Derrick Stolee July 28, 2020, 1:14 p.m. UTC | #1
On 7/28/2020 5:13 AM, Abhishek Kumar via GitGitGadget wrote:
> From: Abhishek Kumar <abhishekkumar8222@gmail.com>
> 
> Both fill_commit_graph_info() and fill_commit_in_graph() parse
> information present in commit data chunk. Let's simplify the
> implementation by calling fill_commit_graph_info() within
> fill_commit_in_graph().
> 
> The test 'generate tar with future mtime' creates a commit with commit
> time of (2 ^ 36 + 1) seconds since EPOCH. The commit time overflows into
> generation number and has undefined behavior. The test used to pass as
> fill_commit_in_graph() did not read commit time from commit graph,
> reading commit date from odb instead.

I was first confused as to why fill_commit_graph_info() did not
load the timestamp, but the reason is that it is only used by
two methods:

1. fill_commit_in_graph(): this actually leaves the commit in a
   "parsed" state, so the date must be correct. Thus, it parses
   the date out of the commit-graph.

2. load_commit_graph_info(): this only helps to guarantee we
   know the graph_pos and generation number values.

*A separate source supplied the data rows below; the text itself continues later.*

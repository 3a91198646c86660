//! In-memory ledger.
//!
//! Same transition rules as the Postgres ledger, plus a history of applied
//! transitions and switches for simulating outages and vanished rows.

use std::collections::{HashMap, HashSet};
use std::sync::{Arc, Mutex, MutexGuard, PoisonError};

use async_trait::async_trait;
use mpipe_models::ProcessStatus;

use crate::error::{LedgerError, LedgerResult};
use crate::ledger::{classify_unapplied, StatusLedger};
use crate::metrics::LedgerMetrics;

#[derive(Debug, Default)]
struct MemoryState {
    rows: HashMap<String, ProcessStatus>,
    transitions: Vec<(String, ProcessStatus)>,
    unavailable: bool,
    read_only: bool,
    missing_on: HashSet<ProcessStatus>,
}

#[derive(Debug, Clone, Default)]
pub struct MemoryLedger {
    state: Arc<Mutex<MemoryState>>,
    metrics: LedgerMetrics,
}

impl MemoryLedger {
    pub fn new() -> Self {
        Self::default()
    }

    pub fn with_metrics(mut self, metrics: LedgerMetrics) -> Self {
        self.metrics = metrics;
        self
    }

    fn state(&self) -> MutexGuard<'_, MemoryState> {
        self.state.lock().unwrap_or_else(PoisonError::into_inner)
    }

    /// Record a new upload as `IN_QUEUE`.
    pub fn register(&self, filename: impl Into<String>) {
        self.state()
            .rows
            .entry(filename.into())
            .or_insert(ProcessStatus::InQueue);
    }

    /// Set a row directly, bypassing transition rules.
    pub fn seed(&self, filename: impl Into<String>, status: ProcessStatus) {
        self.state().rows.insert(filename.into(), status);
    }

    /// Applied transitions in order, across all files.
    pub fn transitions(&self) -> Vec<(String, ProcessStatus)> {
        self.state().transitions.clone()
    }

    /// Applied transitions for one file.
    pub fn history(&self, filename: &str) -> Vec<ProcessStatus> {
        self.state()
            .transitions
            .iter()
            .filter(|(f, _)| f == filename)
            .map(|(_, s)| *s)
            .collect()
    }

    /// Make every call fail as if the database were unreachable.
    pub fn set_unavailable(&self, unavailable: bool) {
        self.state().unavailable = unavailable;
    }

    /// Serve reads but fail every update as if writes were timing out.
    pub fn set_read_only(&self, read_only: bool) {
        self.state().read_only = read_only;
    }

    /// Report `NotFound` for updates targeting `status`, as if the row had
    /// been deleted underneath the worker.
    pub fn vanish_on(&self, status: ProcessStatus) {
        self.state().missing_on.insert(status);
    }

    fn apply(&self, filename: &str, status: ProcessStatus) -> LedgerResult<()> {
        let mut state = self.state();
        if state.unavailable || state.read_only {
            return Err(LedgerError::Database(sqlx::Error::PoolTimedOut));
        }
        if state.missing_on.contains(&status) {
            return Err(LedgerError::not_found(filename));
        }

        match state.rows.get(filename).copied() {
            Some(current) if current != ProcessStatus::Success => {
                state.rows.insert(filename.to_string(), status);
                state.transitions.push((filename.to_string(), status));
                Ok(())
            }
            current => classify_unapplied(filename, status, current),
        }
    }
}

#[async_trait]
impl StatusLedger for MemoryLedger {
    async fn is_already_processed(&self, filename: &str) -> LedgerResult<bool> {
        let state = self.state();
        if state.unavailable {
            return Err(LedgerError::Database(sqlx::Error::PoolTimedOut));
        }
        Ok(state.rows.get(filename) == Some(&ProcessStatus::Success))
    }

    async fn update_status(&self, filename: &str, status: ProcessStatus) -> LedgerResult<()> {
        let result = self.apply(filename, status);
        self.metrics.record_update(status, result.as_ref().map(|_| ()));
        result
    }

    async fn status(&self, filename: &str) -> LedgerResult<Option<ProcessStatus>> {
        let state = self.state();
        if state.unavailable {
            return Err(LedgerError::Database(sqlx::Error::PoolTimedOut));
        }
        Ok(state.rows.get(filename).copied())
    }
}

#[cfg(test)]
mod tests {
    use super::*;

    #[tokio::test]
    async fn test_lifecycle() {
        let ledger = MemoryLedger::new();
        ledger.register("clip.mp4");

        assert!(!ledger.is_already_processed("clip.mp4").await.unwrap());
        ledger.update_status("clip.mp4", ProcessStatus::Processing).await.unwrap();
        ledger.update_status("clip.mp4", ProcessStatus::Fail).await.unwrap();
        ledger.update_status("clip.mp4", ProcessStatus::Processing).await.unwrap();
        ledger.update_status("clip.mp4", ProcessStatus::Success).await.unwrap();

        assert!(ledger.is_already_processed("clip.mp4").await.unwrap());
        assert_eq!(
            ledger.history("clip.mp4"),
            [
                ProcessStatus::Processing,
                ProcessStatus::Fail,
                ProcessStatus::Processing,
                ProcessStatus::Success
            ]
        );
    }

    #[tokio::test]
    async fn test_success_is_terminal() {
        let ledger = MemoryLedger::new();
        ledger.seed("clip.mp4", ProcessStatus::Success);

        for status in [ProcessStatus::InQueue, ProcessStatus::Processing, ProcessStatus::Fail] {
            let err = ledger.update_status("clip.mp4", status).await.unwrap_err();
            assert!(matches!(err, LedgerError::AlreadySucceeded { .. }));
        }

        // Repeating SUCCESS is a no-op and records nothing.
        ledger.update_status("clip.mp4", ProcessStatus::Success).await.unwrap();
        assert!(ledger.transitions().is_empty());
        assert_eq!(ledger.status("clip.mp4").await.unwrap(), Some(ProcessStatus::Success));
    }

    #[tokio::test]
    async fn test_missing_row() {
        let ledger = MemoryLedger::new();
        assert!(!ledger.is_already_processed("nope.mp4").await.unwrap());
        let err = ledger
            .update_status("nope.mp4", ProcessStatus::Processing)
            .await
            .unwrap_err();
        assert!(matches!(err, LedgerError::NotFound(_)));
        assert!(err.is_conflict());
    }

    #[tokio::test]
    async fn test_concurrent_success_recorded_once() {
        let ledger = MemoryLedger::new();
        ledger.seed("clip.mp4", ProcessStatus::Processing);

        let mut handles = Vec::new();
        for _ in 0..8 {
            let ledger = ledger.clone();
            handles.push(tokio::spawn(async move {
                ledger.update_status("clip.mp4", ProcessStatus::Success).await
            }));
        }
        for handle in handles {
            handle.await.unwrap().unwrap();
        }

        assert_eq!(ledger.history("clip.mp4"), [ProcessStatus::Success]);
    }

    #[tokio::test]
    async fn test_unavailable() {
        let ledger = MemoryLedger::new();
        ledger.set_unavailable(true);
        let err = ledger.is_already_processed("clip.mp4").await.unwrap_err();
        assert!(!err.is_conflict());
    }

    #[tokio::test]
    async fn test_read_only_rejects_updates() {
        let ledger = MemoryLedger::new();
        ledger.register("clip.mp4");
        ledger.set_read_only(true);

        assert!(!ledger.is_already_processed("clip.mp4").await.unwrap());
        let err = ledger
            .update_status("clip.mp4", ProcessStatus::Processing)
            .await
            .unwrap_err();
        assert!(!err.is_conflict());
        assert!(ledger.transitions().is_empty());
    }
}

Perhaps add this extra context: you will _need_ the commit date
from the commit-graph in order to populate the generation number
v2 in fill_commit_graph_info().

> Let's fix that by setting commit time of (2 ^ 34 - 1) seconds.

The timestamp limit placed in the commit-graph is more restrictive
than 64-bit timestamps, but as your test points out, the maximum
timestamp allowed takes place in the year 2514. That is far enough
away for all real data.

> Signed-off-by: Abhishek Kumar <abhishekkumar8222@gmail.com>
> ---
>  commit-graph.c      | 31 ++++++++++++-------------------
>  t/t5000-tar-tree.sh |  4 ++--
>  2 files changed, 14 insertions(+), 21 deletions(-)
> 
> diff --git a/commit-graph.c b/commit-graph.c
> index 5d3c9bd23c..204eb454b2 100644
> --- a/commit-graph.c
> +++ b/commit-graph.c
> @@ -735,15 +735,24 @@ static void fill_commit_graph_info(struct commit *item, struct commit_graph *g,
>  	const unsigned char *commit_data;
>  	struct commit_graph_data *graph_data;
>  	uint32_t lex_index;
> +	uint64_t date_high, date_low;
>  
>  	while (pos < g->num_commits_in_base)
>  		g = g->base_graph;
>  
> +	if (pos >= g->num_commits + g->num_commits_in_base)
> +		die(_("invalid commit position. commit-graph is likely corrupt"));
> +
>  	lex_index = pos - g->num_commits_in_base;
>  	commit_data = g->chunk_commit_data + GRAPH_DATA_WIDTH * lex_index;
>  
>  	graph_data = commit_graph_data_at(item);
>  	graph_data->graph_pos = pos;
> +
> +	date_high = get_be32(commit_data + g->hash_len + 8) & 0x3;
> +	date_low = get_be32(commit_data + g->hash_len + 12);
> +	item->date = (timestamp_t)((date_high << 32) | date_low);
> +
>  	graph_data->generation = get_be32(commit_data + g->hash_len + 8) >> 2;
>  }
>  
> @@ -758,38 +767,22 @@ static int fill_commit_in_graph(struct repository *r,
>  {
>  	uint32_t edge_value;
>  	uint32_t *parent_data_ptr;
> -	uint64_t date_low, date_high;
>  	struct commit_list **pptr;
> -	struct commit_graph_data *graph_data;
>  	const unsigned char *commit_data;
>  	uint32_t lex_index;
>  
> +	fill_commit_graph_info(item, g, pos);
> +
>  	while (pos < g->num_commits_in_base)
>  		g = g->base_graph;

This 'while' loop happens in both implementations, so you could
save a miniscule amount of time by placing the call to
fill_commit_graph_info() after the while loop.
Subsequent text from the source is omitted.